Currently, I’m debating whether or not I ought to go back to college. I’m 21 and I haven’t gathered enough credits to account for two semesters; I’ve tried my hand at four. My entire family and most of my friends seem to know what the correct decision is, as if it were obvious. Maybe it is. I should, by all accounts, continue my “education proper”. The problem is, as much as I love to learn, I have always hated school.
I’d much rather follow my own thoughts wherever they lead me then swallow something down that a professor deems important. All my favorite teachers have been the ones who favored discussions over lectures, and allowed us to write long meandering papers about whatever inspired or angered us. I liked school best when it looked nothing like school.
I can understand the need for a well balanced education. If it was left up to me I’d probably never get far beyond basic math. But to be honest, basic math is all I need (for now), and if I should ever need more I think I’d be entirely capable of discovering it on my own.

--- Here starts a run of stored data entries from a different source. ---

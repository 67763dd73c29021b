// ==========================================
// 考勤导入系统 - 导入 Trait
// ==========================================
// 职责: 定义导入接口（不包含实现）
// 流程: 文件 → RawGrid → 表头定位 → 列映射 → 行分类 → 员工汇总
// ==========================================

use crate::domain::attendance::{AttendanceReport, RawGrid};
use crate::importer::error::ImportResult;
use std::path::Path;

// ==========================================
// AttendanceImporter Trait
// ==========================================
// 用途: 考勤导入主接口
// 实现者: AttendanceImporterImpl
pub trait AttendanceImporter: Send + Sync {
    /// 从文件导入（.xlsx / .xls / .csv）
    ///
    /// # 返回
    /// - Ok(AttendanceReport): 完整导入结果
    /// - Err: 文件读取失败 / 表头未找到 / 必需列缺失（无部分结果）
    fn import_file(&self, file_path: &Path) -> ImportResult<AttendanceReport>;

    /// 从内存中的原始表格导入
    ///
    /// # 说明
    /// - 纯计算,无副作用;同一表格重复导入结果完全一致
    fn ingest_grid(&self, grid: &RawGrid) -> ImportResult<AttendanceReport>;
}

// ==========================================
// GridReader Trait
// ==========================================
// 用途: 文件解码为原始表格（外部边界）
// 实现者: CsvGridReader, ExcelGridReader, UniversalGridReader
pub trait GridReader: Send + Sync {
    /// 读取文件第一个工作表为 RawGrid（不做结构假设）
    fn read_grid(&self, file_path: &Path) -> ImportResult<RawGrid>;
}
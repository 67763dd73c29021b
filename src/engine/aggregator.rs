// ==========================================
// 考勤导入系统 - 员工汇总器
// ==========================================
// 职责: 日考勤记录按员工分组累加
// 规则:
//   - 首次见到 empId 时创建汇总,姓名/部门取该行（后续行不覆盖）
//   - 所有记录按源表行序归入员工,重复日期不合并
//   - 只有出勤记录累加 days_present / total_actual_hours
//   - 完成后 equivalent_days = total_actual_hours / hours_per_day
// ==========================================

use crate::domain::attendance::{AttendanceRecord, EmployeeSummary};
use std::collections::HashMap;

pub struct AttendanceAggregator {
    hours_per_day: f64,
    summaries: Vec<EmployeeSummary>,
    index: HashMap<String, usize>, // emp_id → summaries 下标
}

impl AttendanceAggregator {
    pub fn new(hours_per_day: f64) -> Self {
        Self {
            hours_per_day,
            summaries: Vec::new(),
            index: HashMap::new(),
        }
    }

    /// 归入一条记录
    pub fn push(&mut self, record: AttendanceRecord) {
        let slot = match self.index.get(&record.emp_id) {
            Some(slot) => *slot,
            None => {
                // 先到先得: 只在首次出现时写入显示身份
                let slot = self.summaries.len();
                self.summaries.push(EmployeeSummary {
                    emp_id: record.emp_id.clone(),
                    name: record.name.clone(),
                    department: record.department.clone(),
                    days_present: 0,
                    total_actual_hours: 0.0,
                    equivalent_days: 0.0,
                    records: Vec::new(),
                });
                self.index.insert(record.emp_id.clone(), slot);
                slot
            }
        };

        let summary = &mut self.summaries[slot];
        if record.is_present {
            summary.days_present += 1;
            summary.total_actual_hours += record.actual_hours;
        }
        summary.records.push(record);
    }

    pub fn employee_count(&self) -> usize {
        self.summaries.len()
    }

    /// 完成汇总（首次出现顺序）
    pub fn finish(self) -> Vec<EmployeeSummary> {
        let hours_per_day = self.hours_per_day;
        self.summaries
            .into_iter()
            .map(|mut summary| {
                summary.equivalent_days = summary.total_actual_hours / hours_per_day;
                summary
            })
            .collect()
    }
}
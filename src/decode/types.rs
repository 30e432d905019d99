//! Raw table type

use crate::error::Result;
use arrow::compute::concat_batches;
use arrow::datatypes::SchemaRef;
use arrow::record_batch::RecordBatch;

/// A fetched table before normalization
#[derive(Debug, Clone, PartialEq)]
pub struct RawTable {
    batch: RecordBatch,
}

impl RawTable {
    pub fn new(batch: RecordBatch) -> Self {
        Self { batch }
    }

    /// Concatenate batches sharing `schema` into one table
    pub fn from_batches(schema: SchemaRef, batches: &[RecordBatch]) -> Result<Self> {
        let batch = concat_batches(&schema, batches)?;
        Ok(Self { batch })
    }

    pub fn num_rows(&self) -> usize {
        self.batch.num_rows()
    }

    pub fn num_columns(&self) -> usize {
        self.batch.num_columns()
    }

    pub fn schema(&self) -> SchemaRef {
        self.batch.schema()
    }

    /// Column names in table order
    pub fn column_names(&self) -> Vec<String> {
        self.batch
            .schema()
            .fields()
            .iter()
            .map(|f| f.name().clone())
            .collect()
    }

    pub fn batch(&self) -> &RecordBatch {
        &self.batch
    }

    pub fn into_batch(self) -> RecordBatch {
        self.batch
    }
}

impl From<RecordBatch> for RawTable {
    fn from(batch: RecordBatch) -> Self {
        Self::new(batch)
    }
}
//! CSV decoder
//!
//! Reads a header-first CSV payload, gunzipping it first when the payload
//! starts with the gzip magic bytes. Every column is read as Utf8 by the
//! Arrow CSV reader and then narrowed: all non-empty cells parse as `i64` →
//! Int64, else as `f64` → Float64, else Utf8. Empty cells are null and a
//! column with no values at all is Float64.
//!
//! Rows shorter than the header are padded with nulls. A row longer than the
//! header is a parse error.

use super::types::RawTable;
use crate::error::{Error, Result};
use arrow::array::{new_null_array, Array, ArrayRef};
use arrow::compute::{cast_with_options, concat_batches, CastOptions};
use arrow::csv::ReaderBuilder;
use arrow::datatypes::{DataType, Field, Schema};
use arrow::error::ArrowError;
use arrow::record_batch::{RecordBatch, RecordBatchOptions};
use flate2::read::MultiGzDecoder;
use std::io::{Cursor, Read};
use std::sync::Arc;
use tracing::debug;

const GZIP_MAGIC: [u8; 2] = [0x1f, 0x8b];

/// Rows per batch handed out by the Arrow CSV reader
const BATCH_SIZE: usize = 64 * 1024;

/// CSV decoder with configurable delimiter
#[derive(Debug, Clone)]
pub struct CsvDecoder {
    /// Field delimiter
    delimiter: u8,
}

impl Default for CsvDecoder {
    fn default() -> Self {
        Self { delimiter: b',' }
    }
}

impl CsvDecoder {
    /// Create a new CSV decoder with default settings
    pub fn new() -> Self {
        Self::default()
    }

    /// Create a CSV decoder with a custom delimiter
    pub fn with_delimiter(delimiter: u8) -> Self {
        Self { delimiter }
    }

    /// Whether a payload looks gzip-compressed
    pub fn is_gzip(body: &[u8]) -> bool {
        body.starts_with(&GZIP_MAGIC)
    }

    /// Decode a (possibly gzip-compressed) CSV payload
    pub fn decode(&self, body: &[u8]) -> Result<RawTable> {
        if Self::is_gzip(body) {
            debug!("Payload is gzip-compressed ({} bytes)", body.len());
            self.decode_reader(MultiGzDecoder::new(body))
        } else {
            self.decode_slice(body)
        }
    }

    /// Decode CSV from any reader
    pub fn decode_reader<R: Read>(&self, mut reader: R) -> Result<RawTable> {
        let mut data = Vec::new();
        reader
            .read_to_end(&mut data)
            .map_err(|e| parse_error(format!("failed to read payload: {e}")))?;
        self.decode_slice(&data)
    }

    fn decode_slice(&self, data: &[u8]) -> Result<RawTable> {
        let headers = self.read_headers(data)?;

        let fields: Vec<Field> = headers
            .iter()
            .map(|name| Field::new(name, DataType::Utf8, true))
            .collect();
        let string_schema = Arc::new(Schema::new(fields));

        let reader = ReaderBuilder::new(Arc::clone(&string_schema))
            .with_header(true)
            .with_delimiter(self.delimiter)
            .with_truncated_rows(true)
            .with_batch_size(BATCH_SIZE)
            .build(Cursor::new(data))
            .map_err(csv_error)?;

        let batches = reader
            .collect::<std::result::Result<Vec<_>, _>>()
            .map_err(csv_error)?;
        let strings = concat_batches(&string_schema, &batches)?;
        drop(batches);

        let row_count = strings.num_rows();
        let mut fields = Vec::with_capacity(headers.len());
        let mut columns = Vec::with_capacity(headers.len());
        for (name, column) in headers.into_iter().zip(strings.columns()) {
            let array = narrow_column(column);
            fields.push(Field::new(name, array.data_type().clone(), true));
            columns.push(array);
        }

        debug!("Decoded {row_count} rows, {} columns", columns.len());

        let options = RecordBatchOptions::new().with_row_count(Some(row_count));
        let batch =
            RecordBatch::try_new_with_options(Arc::new(Schema::new(fields)), columns, &options)?;
        Ok(RawTable::new(batch))
    }

    /// Column names from the first record
    fn read_headers(&self, data: &[u8]) -> Result<Vec<String>> {
        let mut reader = csv::ReaderBuilder::new()
            .delimiter(self.delimiter)
            .has_headers(true)
            .from_reader(data);

        let headers: Vec<String> = reader
            .headers()
            .map_err(|e| parse_error(e.to_string()))?
            .iter()
            .map(str::to_string)
            .collect();

        if headers.is_empty() || headers.iter().all(String::is_empty) {
            return Err(parse_error("payload has no header row"));
        }
        Ok(headers)
    }
}

fn parse_error(message: impl Into<String>) -> Error {
    Error::CsvParse {
        message: message.into(),
    }
}

fn csv_error(e: ArrowError) -> Error {
    parse_error(e.to_string())
}

/// Narrow a Utf8 column to the smallest of Int64, Float64 and Utf8 holding every value
fn narrow_column(strings: &ArrayRef) -> ArrayRef {
    if !strings.is_empty() && strings.null_count() == strings.len() {
        return new_null_array(&DataType::Float64, strings.len());
    }

    let strict = CastOptions {
        safe: false,
        ..CastOptions::default()
    };
    for target in [DataType::Int64, DataType::Float64] {
        if let Ok(array) = cast_with_options(strings.as_ref(), &target, &strict) {
            return array;
        }
    }
    Arc::clone(strings)
}
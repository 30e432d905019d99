//! Common types used throughout taxi-etl
//!
//! Periods, services and the destination naming scheme derived from them.

use crate::error::{Error, Result};
use serde::{Deserialize, Serialize};
use std::fmt;
use std::path::{Path, PathBuf};
use std::str::FromStr;

/// Warehouse dataset that receives every service table
pub const DEFAULT_DATASET: &str = "trips_data_all";

// ============================================================================
// Service
// ============================================================================

/// Taxi service (dataset color) published by the source
#[derive(
    Debug, Clone, Copy, PartialEq, Eq, Hash, PartialOrd, Ord, Serialize, Deserialize, clap::ValueEnum,
)]
#[serde(rename_all = "lowercase")]
pub enum Service {
    /// Yellow medallion taxis
    Yellow,
    /// Green street-hail livery
    Green,
    /// For-hire vehicles
    Fhv,
}

impl Service {
    /// All services, in publication order
    pub const ALL: [Service; 3] = [Service::Yellow, Service::Green, Service::Fhv];

    /// Lower-case identifier used in URLs, paths and table names
    pub fn as_str(self) -> &'static str {
        match self {
            Service::Yellow => "yellow",
            Service::Green => "green",
            Service::Fhv => "fhv",
        }
    }

    /// Whether the source mirror carries monthly files for this year
    ///
    /// The FHV mirror only covers 2019.
    pub fn is_published_for(self, year: i32) -> bool {
        match self {
            Service::Fhv => year == 2019,
            Service::Yellow | Service::Green => true,
        }
    }
}

impl fmt::Display for Service {
    fn fmt(&self, f: &mut fmt::Formatter<'_>) -> fmt::Result {
        f.write_str(self.as_str())
    }
}

impl FromStr for Service {
    type Err = Error;

    fn from_str(s: &str) -> Result<Self> {
        match s.trim().to_ascii_lowercase().as_str() {
            "yellow" => Ok(Service::Yellow),
            "green" => Ok(Service::Green),
            "fhv" => Ok(Service::Fhv),
            other => Err(Error::invalid_value(
                "service",
                format!("unknown service '{other}' (expected yellow, green or fhv)"),
            )),
        }
    }
}

// ============================================================================
// Period Key
// ============================================================================

/// One (service, year, month) unit of work
#[derive(Debug, Clone, Copy, PartialEq, Eq, Hash, PartialOrd, Ord, Serialize, Deserialize)]
pub struct PeriodKey {
    service: Service,
    year: i32,
    month: u32,
}

impl PeriodKey {
    /// Create a period, rejecting months outside 1..=12
    pub fn new(service: Service, year: i32, month: u32) -> Result<Self> {
        if !(1..=12).contains(&month) {
            return Err(Error::invalid_value(
                "month",
                format!("{month} is not in 1..=12"),
            ));
        }
        Ok(Self {
            service,
            year,
            month,
        })
    }

    /// Build one period per month for a single service and year
    pub fn for_months(service: Service, year: i32, months: &[u32]) -> Result<Vec<Self>> {
        months
            .iter()
            .map(|&month| Self::new(service, year, month))
            .collect()
    }

    pub fn service(&self) -> Service {
        self.service
    }

    pub fn year(&self) -> i32 {
        self.year
    }

    pub fn month(&self) -> u32 {
        self.month
    }

    /// Destination descriptor in the default warehouse dataset
    pub fn destination(&self) -> Destination {
        Destination::new(self, DEFAULT_DATASET)
    }
}

impl fmt::Display for PeriodKey {
    fn fmt(&self, f: &mut fmt::Formatter<'_>) -> fmt::Result {
        write!(f, "{} {}-{:02}", self.service, self.year, self.month)
    }
}

// ============================================================================
// Destination Descriptor
// ============================================================================

/// Deterministic naming derived from a period
///
/// ```text
/// folder:     {service}_taxi
/// file_stem:  {service}_tripdata_{year}-{month:02}
/// table:      {dataset}.{service}_taxi
/// ```
#[derive(Debug, Clone, PartialEq, Eq, Hash, Serialize)]
pub struct Destination {
    service: Service,
    folder: String,
    file_stem: String,
    table: String,
}

impl Destination {
    /// Derive the destination for a period, targeting the given warehouse dataset
    pub fn new(period: &PeriodKey, dataset: &str) -> Self {
        let service = period.service();
        let folder = format!("{service}_taxi");
        Self {
            service,
            file_stem: format!(
                "{service}_tripdata_{}-{:02}",
                period.year(),
                period.month()
            ),
            table: format!("{dataset}.{folder}"),
            folder,
        }
    }

    /// Folder shared by every month of a service (`green_taxi`)
    pub fn folder(&self) -> &str {
        &self.folder
    }

    /// File name without extension (`green_tripdata_2020-01`)
    pub fn file_stem(&self) -> &str {
        &self.file_stem
    }

    /// Qualified warehouse table (`trips_data_all.green_taxi`)
    pub fn table_name(&self) -> &str {
        &self.table
    }

    /// Object key of the cleaned Parquet file
    pub fn object_key(&self) -> String {
        format!("{}/{}.parquet", self.folder, self.file_stem)
    }

    /// Local staging path under `root`
    pub fn local_path(&self, root: &Path) -> PathBuf {
        root.join(&self.folder)
            .join(format!("{}.parquet", self.file_stem))
    }

    /// Source URL of the raw gzip CSV under a releases base URL
    pub fn source_url(&self, base_url: &str) -> String {
        format!(
            "{}/{}/{}.csv.gz",
            base_url.trim_end_matches('/'),
            self.service,
            self.file_stem
        )
    }
}

#[cfg(test)]
mod tests {
    use super::*;
    use std::collections::HashSet;

    #[test]
    fn test_service_serde() {
        let service: Service = serde_json::from_str("\"fhv\"").unwrap();
        assert_eq!(service, Service::Fhv);

        let json = serde_json::to_string(&Service::Green).unwrap();
        assert_eq!(json, "\"green\"");
    }

    #[test]
    fn test_service_from_str() {
        assert_eq!("Yellow".parse::<Service>().unwrap(), Service::Yellow);
        assert_eq!(" green ".parse::<Service>().unwrap(), Service::Green);
        assert!("purple".parse::<Service>().is_err());
    }

    #[test]
    fn test_fhv_only_published_for_2019() {
        assert!(Service::Fhv.is_published_for(2019));
        assert!(!Service::Fhv.is_published_for(2020));
        assert!(Service::Yellow.is_published_for(2020));
    }

    #[test]
    fn test_period_rejects_bad_month() {
        assert!(PeriodKey::new(Service::Green, 2020, 0).is_err());
        assert!(PeriodKey::new(Service::Green, 2020, 13).is_err());
        assert!(PeriodKey::new(Service::Green, 2020, 12).is_ok());
    }

    #[test]
    fn test_destination_naming() {
        let period = PeriodKey::new(Service::Green, 2020, 1).unwrap();
        let dest = period.destination();

        assert_eq!(dest.folder(), "green_taxi");
        assert_eq!(dest.file_stem(), "green_tripdata_2020-01");
        assert_eq!(dest.table_name(), "trips_data_all.green_taxi");
        assert_eq!(dest.object_key(), "green_taxi/green_tripdata_2020-01.parquet");
        assert_eq!(
            dest.local_path(Path::new("/tmp/datasets")),
            PathBuf::from("/tmp/datasets/green_taxi/green_tripdata_2020-01.parquet")
        );
        assert_eq!(
            dest.source_url("https://github.com/DataTalksClub/nyc-tlc-data/releases/download/"),
            "https://github.com/DataTalksClub/nyc-tlc-data/releases/download/green/green_tripdata_2020-01.csv.gz"
        );
    }

    #[test]
    fn test_distinct_periods_have_distinct_destinations() {
        let mut keys = HashSet::new();
        let mut destinations = HashSet::new();
        for service in Service::ALL {
            for year in [2019, 2020, 2021] {
                for month in 1..=12 {
                    let period = PeriodKey::new(service, year, month).unwrap();
                    keys.insert(period);
                    destinations.insert(period.destination().object_key());
                }
            }
        }
        assert_eq!(keys.len(), destinations.len());
    }
}
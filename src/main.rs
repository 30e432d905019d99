// Allow common clippy pedantic lints
#![allow(clippy::cast_possible_truncation)]
#![allow(clippy::cast_sign_loss)]
#![allow(clippy::cast_lossless)]
#![allow(clippy::too_many_lines)]
#![allow(clippy::ref_option)]
#![allow(clippy::unused_self)]
#![allow(clippy::must_use_candidate)]
#![allow(clippy::items_after_statements)]
#![allow(clippy::unnecessary_wraps)]
#![allow(clippy::match_same_arms)]
#![allow(clippy::match_wildcard_for_single_variants)]
#![allow(clippy::needless_pass_by_value)]
#![allow(clippy::unused_async)]

//! taxi-etl CLI
//!
//! Command-line interface for the taxi trip pipelines

use clap::Parser;
use taxi_etl::cli::{Cli, Runner};

#[tokio::main]
async fn main() {
    let cli = Cli::parse();

    // Initialize logging
    let level = if cli.verbose {
        tracing::Level::DEBUG
    } else {
        tracing::Level::INFO
    };
    tracing_subscriber::fmt()
        .with_env_filter(tracing_subscriber::EnvFilter::from_default_env().add_directive(level.into()))
        .with_writer(std::io::stderr)
        .init();

    let runner = Runner::new(cli);

    if let Err(e) = runner.run().await {
        eprintln!("Error: {e}");
        std::process::exit(1);
    }
}
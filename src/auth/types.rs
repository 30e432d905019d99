//! Credential types
//!
//! These mirror the `credentials` block of the pipeline configuration.

use serde::{Deserialize, Serialize};
use std::fmt;
use std::path::PathBuf;

/// Credentials used to open an object store
#[derive(Clone, Default, PartialEq, Eq, Serialize, Deserialize)]
#[serde(tag = "type", rename_all = "snake_case")]
pub enum Credentials {
    /// Let the store builder read its usual environment variables
    #[default]
    Environment,

    /// Google service-account JSON key on disk
    ServiceAccountFile {
        /// Path to the key file
        path: PathBuf,
    },

    /// Google service-account JSON key held in memory
    ServiceAccountKey {
        /// Serialized key
        key: String,
    },
}

impl Credentials {
    /// Short label for logs (never includes secret material)
    pub fn kind(&self) -> &'static str {
        match self {
            Credentials::Environment => "environment",
            Credentials::ServiceAccountFile { .. } => "service_account_file",
            Credentials::ServiceAccountKey { .. } => "service_account_key",
        }
    }

    /// Whether these credentials only make sense for Google Cloud Storage
    pub fn is_google_specific(&self) -> bool {
        !matches!(self, Credentials::Environment)
    }
}

impl fmt::Debug for Credentials {
    fn fmt(&self, f: &mut fmt::Formatter<'_>) -> fmt::Result {
        match self {
            Credentials::Environment => f.write_str("Environment"),
            Credentials::ServiceAccountFile { path } => f
                .debug_struct("ServiceAccountFile")
                .field("path", path)
                .finish(),
            Credentials::ServiceAccountKey { .. } => f
                .debug_struct("ServiceAccountKey")
                .field("key", &"***")
                .finish(),
        }
    }
}
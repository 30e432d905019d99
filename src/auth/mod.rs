//! Credential resolution for cloud object storage
//!
//! Supports: ambient environment, service-account key file, inline service-account key
//!
//! Components never look credentials up themselves. A `CredentialProvider` is
//! injected at construction and resolved once when a store is opened.

mod provider;
mod types;

pub use provider::{CredentialProvider, EnvCredentials, StaticCredentials};
pub use types::Credentials;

What I do know about more complicated math I haven’t learned in class, which I tended to skip or spend napping in the back row. No, I picked up what I know while wrestling with economic models and climate change predictions. What I know has come from experience, although that experience is fairly abstract.
I’m a smart fellow, if I.Q. tests and SAT scores are to be trusted (I don’t think they are. To be honest, I don’t even have a working understanding of what intelligence is supposed to be. It seems like there are different skills for different tasks and most people are excellent in at least one area. I’ve never met anyone I could honestly label stupid, though I throw the insult around as much as anybody.). At the very least I know that I concern myself with topics most people my age don’t; I’ve always been that way. So despite that propensity for intellectual exercise, I’ve gotten fairly middling grades, with a few As and some Ds and Fs thrown into the mix. As my structured schooling went on, I’ve witnessed a polarizing effect in the academic results. The classes I loved I spent huge amounts of time reading and writing for. It didn’t feel like work. It felt like life. The classes I hated I could rarely be bothered to get out of bed for, or just as likely, put down a book for. Subsequently, I failed. The disparity resulted in slow progress, slow by traditional academia’s standards, at least. I earned not even a year’s results for two years time, if you give a shit about course credits and class hours.
Do I give a shit about course credits and class hours? Should I? Am I going to be an absolute failure if I don’t get a degree?
Ah, that is what it comes down to for me. Fear. The only reason I am considering returning to school is because I’m afraid that I won’t live up to a certain standard of success. I suppose I’ll have to define that for myself before I decide whether to go back. I just wish it didn’t feel like the situation was a ticking bomb. I’m 21. How many years do I have, realistically, before I have missed the opportunity to chase down a diploma? Before I get caught in a routine I hate just to survive at a level that the middle class approves of?